ESPE2022 Poster Category 1 Diabetes and Insulin (86 abstracts)
University of Illinois, Chicago, USA
Gestational Diabetes (GDM) increases risk of developing type 2 diabetes in the mother and child later in life however, despite the increasing prevalence of GDM, its molecular mechanism remains unknown. A recent Genome-Wide Association Study (GWAS) identified a unique genetic association of the novel 5th hexokinase, hexokinase domain component-1 (HKDC1) to gestational glucose tolerance at 28 weeks of gestation linking it to GDM. We have previously shown that liver-specific overexpression of HKDC1 modulates maternal glucose tolerance, insulin sensitivity and nutrient mobilization during late gestation in pregnant mice.

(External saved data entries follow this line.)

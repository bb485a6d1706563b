// ==========================================
// 工单流转追踪系统 - 主数据实体
// ==========================================
// 说明: 主数据（站点/用户/设备/产品）由外部维护，
//       本系统只读取（测试与初始化脚本除外）
// ==========================================

use chrono::NaiveDateTime;
use serde::{Deserialize, Serialize};

/// 站点（扫码位置）
#[derive(Debug, Clone, PartialEq, Eq, Serialize, Deserialize)]
pub struct Location {
    pub location_id: i64,
    pub name: String,
    pub active: bool,
}

/// 操作员
#[derive(Debug, Clone, PartialEq, Eq, Serialize, Deserialize)]
pub struct User {
    pub user_id: i64,
    pub username: String,
    pub active: bool,
}

/// 扫码设备
///
/// 每台设备固定在一个站点，并绑定到一个操作员
#[derive(Debug, Clone, PartialEq, Eq, Serialize, Deserialize)]
pub struct Device {
    pub device_id: i64,
    pub device_uid: String,
    pub location_id: i64,
    /// 绑定的操作员（未绑定时为 None）
    pub user_id: Option<i64>,
    pub name: Option<String>,
    pub active: bool,
}

impl Device {
    /// 设备是否绑定到指定操作员
    pub fn is_bound_to(&self, user_id: i64) -> bool {
        self.user_id == Some(user_id)
    }
}

/// 产品子族（决定产品走哪条工艺路线）
#[derive(Debug, Clone, PartialEq, Eq, Serialize, Deserialize)]
pub struct Subfamily {
    pub subfamily_id: i64,
    pub name: String,
    pub active: bool,
    /// 当前指定的工艺路线
    pub active_route_id: Option<i64>,
}

/// 产品（零件号）
#[derive(Debug, Clone, PartialEq, Eq, Serialize, Deserialize)]
pub struct Product {
    pub product_id: i64,
    pub subfamily_id: i64,
    pub part_number: String,
    pub active: bool,
}

impl Product {
    /// 零件号比对（忽略大小写与首尾空白）
    pub fn matches_part_number(&self, part_number: &str) -> bool {
        self.part_number.trim().to_lowercase() == part_number.trim().to_lowercase()
    }
}

/// 未登记零件（扫到但产品库中不存在）
#[derive(Debug, Clone, PartialEq, Eq, Serialize, Deserialize)]
pub struct UnregisteredPart {
    pub part_id: i64,
    pub part_number: String,
    pub creation_datetime: NaiveDateTime,
    pub active: bool,
}
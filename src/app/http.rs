// ==========================================
// 工单流转追踪系统 - HTTP 传输层
// ==========================================
// 职责: axum 路由，将 JSON 请求转交 ScannerApi
// 约定: 核心调用是阻塞的（SQLite），统一放到 spawn_blocking
// ==========================================

use std::sync::Arc;

use axum::routing::{get, post};
use axum::Router;
use tower_http::cors::CorsLayer;
use tower_http::trace::TraceLayer;

use crate::app::state::AppState;

mod common;
mod health;
mod scanner;

pub use common::ErrorResponse;

/// 共享状态
pub type SharedState = Arc<AppState>;

/// 构建完整路由（含中间件）
pub fn build_router(state: SharedState) -> Router {
    Router::new()
        .merge(health::router())
        .route("/api/locations", get(scanner::list_locations))
        .nest("/api/scanner", scanner_routes())
        .layer(CorsLayer::permissive())
        .layer(TraceLayer::new_for_http())
        .with_state(state)
}

fn scanner_routes() -> Router<SharedState> {
    Router::new()
        .route("/part/{part_number}", get(scanner::lookup_part))
        .route("/work-orders/{wo_number}/context", get(scanner::get_context))
        .route("/work-orders/{wo_number}/history", get(scanner::get_history))
        .route("/register", post(scanner::register))
        .route("/scrap", post(scanner::scrap))
        .route("/rework", post(scanner::rework))
}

Since nutrient metabolism and mobilization is essential for offspring health, we hypothesized that maternal hepatic HKDC1 plays dictates offspring health. The aim of this study was to determine the role of hepatic HKDC1 on maternal and offspring glucose metabolism using our novel liver specific in utero HKDC1 knockout (HKDC1-LKO) mice to study glucose metabolism and nutrient mobilization at different gestational stages in offspring. Our results show that offspring born to HKDC1-LKO mice were lighter and had impaired glucose tolerance compared to offspring born to HKDC1 floxed mice (which served as controls) at 4 weeks. Further this difference seen at 4 weeks were lost at 21 weeks indicating that HKDC1 might be essential in the early development process. To assess this, we measured hepatic HKDC1 expression at different gestational ages and after birth and our exciting data shows that HKDC1 is highly expressed during gestation and shortly after birth. Taken together our data suggests that maternal hepatic HKDC1 expression plays important role in offspring development.